[[ The records open ]]

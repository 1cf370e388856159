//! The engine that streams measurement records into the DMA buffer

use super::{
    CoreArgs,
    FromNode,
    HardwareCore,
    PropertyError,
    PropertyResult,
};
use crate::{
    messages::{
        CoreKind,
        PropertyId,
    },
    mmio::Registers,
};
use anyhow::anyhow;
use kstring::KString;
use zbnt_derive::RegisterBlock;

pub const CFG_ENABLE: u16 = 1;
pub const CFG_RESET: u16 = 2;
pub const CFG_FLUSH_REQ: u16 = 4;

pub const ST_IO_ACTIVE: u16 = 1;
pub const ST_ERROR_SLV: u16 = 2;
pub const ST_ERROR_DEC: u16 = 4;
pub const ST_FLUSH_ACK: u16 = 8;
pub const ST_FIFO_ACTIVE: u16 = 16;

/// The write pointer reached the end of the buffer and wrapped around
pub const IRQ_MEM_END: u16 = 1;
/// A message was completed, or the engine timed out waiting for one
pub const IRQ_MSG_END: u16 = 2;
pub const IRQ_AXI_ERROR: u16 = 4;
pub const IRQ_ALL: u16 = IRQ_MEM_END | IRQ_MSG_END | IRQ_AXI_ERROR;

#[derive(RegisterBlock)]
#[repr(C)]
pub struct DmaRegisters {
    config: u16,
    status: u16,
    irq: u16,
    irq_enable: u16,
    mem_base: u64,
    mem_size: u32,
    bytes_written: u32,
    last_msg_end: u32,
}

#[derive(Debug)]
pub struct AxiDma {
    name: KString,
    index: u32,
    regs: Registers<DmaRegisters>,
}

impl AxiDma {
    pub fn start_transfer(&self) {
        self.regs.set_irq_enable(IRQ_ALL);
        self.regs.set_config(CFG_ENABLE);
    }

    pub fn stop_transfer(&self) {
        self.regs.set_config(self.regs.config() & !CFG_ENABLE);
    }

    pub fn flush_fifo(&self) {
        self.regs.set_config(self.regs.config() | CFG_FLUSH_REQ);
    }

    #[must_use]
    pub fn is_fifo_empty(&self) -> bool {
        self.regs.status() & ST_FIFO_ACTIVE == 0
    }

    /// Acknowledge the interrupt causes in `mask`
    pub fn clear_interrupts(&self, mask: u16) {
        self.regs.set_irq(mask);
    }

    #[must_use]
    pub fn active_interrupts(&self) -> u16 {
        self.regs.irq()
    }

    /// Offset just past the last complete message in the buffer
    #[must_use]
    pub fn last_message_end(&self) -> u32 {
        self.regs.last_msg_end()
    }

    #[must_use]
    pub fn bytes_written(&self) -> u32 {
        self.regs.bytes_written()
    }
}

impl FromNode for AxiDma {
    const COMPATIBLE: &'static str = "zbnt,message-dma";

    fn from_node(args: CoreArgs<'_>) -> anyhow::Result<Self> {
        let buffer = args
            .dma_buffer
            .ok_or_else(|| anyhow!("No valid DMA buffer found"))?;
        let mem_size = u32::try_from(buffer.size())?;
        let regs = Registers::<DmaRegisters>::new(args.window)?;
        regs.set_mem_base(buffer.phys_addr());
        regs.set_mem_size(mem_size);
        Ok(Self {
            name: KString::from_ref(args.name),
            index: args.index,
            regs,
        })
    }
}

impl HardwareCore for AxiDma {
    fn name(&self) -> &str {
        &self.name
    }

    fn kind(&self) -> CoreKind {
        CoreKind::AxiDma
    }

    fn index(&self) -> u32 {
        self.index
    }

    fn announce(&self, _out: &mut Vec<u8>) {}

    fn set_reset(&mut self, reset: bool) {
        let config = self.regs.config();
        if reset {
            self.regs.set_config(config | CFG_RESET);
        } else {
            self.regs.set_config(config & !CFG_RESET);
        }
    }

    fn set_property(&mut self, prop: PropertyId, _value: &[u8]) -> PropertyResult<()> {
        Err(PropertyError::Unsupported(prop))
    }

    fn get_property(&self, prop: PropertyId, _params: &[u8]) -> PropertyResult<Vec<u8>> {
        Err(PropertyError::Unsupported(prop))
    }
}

[[ The records closed ]]

■ **Exercise goal**
Copy out the records above exactly.

■ **Exercise answer**
repository 1cf370e388856159
//! The engine that streams measurement records into the DMA buffer

use super::{
    CoreArgs,
    FromNode,
    HardwareCore,
    PropertyError,
    PropertyResult,
};
use crate::{
    messages::{
        CoreKind,
        PropertyId,
    },
    mmio::Registers,
};
use anyhow::anyhow;
use kstring::KString;
use zbnt_derive::RegisterBlock;

pub const CFG_ENABLE: u16 = 1;
pub const CFG_RESET: u16 = 2;
pub const CFG_FLUSH_REQ: u16 = 4;

pub const ST_IO_ACTIVE: u16 = 1;
pub const ST_ERROR_SLV: u16 = 2;
pub const ST_ERROR_DEC: u16 = 4;
pub const ST_FLUSH_ACK: u16 = 8;
pub const ST_FIFO_ACTIVE: u16 = 16;

/// The write pointer reached the end of the buffer and wrapped around
pub const IRQ_MEM_END: u16 = 1;
/// A message was completed, or the engine timed out waiting for one
pub const IRQ_MSG_END: u16 = 2;
pub const IRQ_AXI_ERROR: u16 = 4;
pub const IRQ_ALL: u16 = IRQ_MEM_END | IRQ_MSG_END | IRQ_AXI_ERROR;

#[derive(RegisterBlock)]
#[repr(C)]
pub struct DmaRegisters {
    config: u16,
    status: u16,
    irq: u16,
    irq_enable: u16,
    mem_base: u64,
    mem_size: u32,
    bytes_written: u32,
    last_msg_end: u32,
}

#[derive(Debug)]
pub struct AxiDma {
    name: KString,
    index: u32,
    regs: Registers<DmaRegisters>,
}

impl AxiDma {
    pub fn start_transfer(&self) {
        self.regs.set_irq_enable(IRQ_ALL);
        self.regs.set_config(CFG_ENABLE);
    }

    pub fn stop_transfer(&self) {
        self.regs.set_config(self.regs.config() & !CFG_ENABLE);
    }

    pub fn flush_fifo(&self) {
        self.regs.set_config(self.regs.config() | CFG_FLUSH_REQ);
    }

    #[must_use]
    pub fn is_fifo_empty(&self) -> bool {
        self.regs.status() & ST_FIFO_ACTIVE == 0
    }

    /// Acknowledge the interrupt causes in `mask`
    pub fn clear_interrupts(&self, mask: u16) {
        self.regs.set_irq(mask);
    }

    #[must_use]
    pub fn active_interrupts(&self) -> u16 {
        self.regs.irq()
    }

    /// Offset just past the last complete message in the buffer
    #[must_use]
    pub fn last_message_end(&self) -> u32 {
        self.regs.last_msg_end()
    }

    #[must_use]
    pub fn bytes_written(&self) -> u32 {
        self.regs.bytes_written()
    }
}

impl FromNode for AxiDma {
    const COMPATIBLE: &'static str = "zbnt,message-dma";

    fn from_node(args: CoreArgs<'_>) -> anyhow::Result<Self> {
        let buffer = args
            .dma_buffer
            .ok_or_else(|| anyhow!("No valid DMA buffer found"))?;
        let mem_size = u32::try_from(buffer.size())?;
        let regs = Registers::<DmaRegisters>::new(args.window)?;
        regs.set_mem_base(buffer.phys_addr());
        regs.set_mem_size(mem_size);
        Ok(Self {
            name: KString::from_ref(args.name),
            index: args.index,
            regs,
        })
    }
}

impl HardwareCore for AxiDma {
    fn name(&self) -> &str {
        &self.name
    }

    fn kind(&self) -> CoreKind {
        CoreKind::AxiDma
    }

    fn index(&self) -> u32 {
        self.index
    }

    fn announce(&self, _out: &mut Vec<u8>) {}

    fn set_reset(&mut self, reset: bool) {
        let config = self.regs.config();
        if reset {
            self.regs.set_config(config | CFG_RESET);
        } else {
            self.regs.set_config(config & !CFG_RESET);
        }
    }

    fn set_property(&mut self, prop: PropertyId, _value: &[u8]) -> PropertyResult<()> {
        Err(PropertyError::Unsupported(prop))
    }

    fn get_property(&self, prop: PropertyId, _params: &[u8]) -> PropertyResult<Vec<u8>> {
        Err(PropertyError::Unsupported(prop))
    }
}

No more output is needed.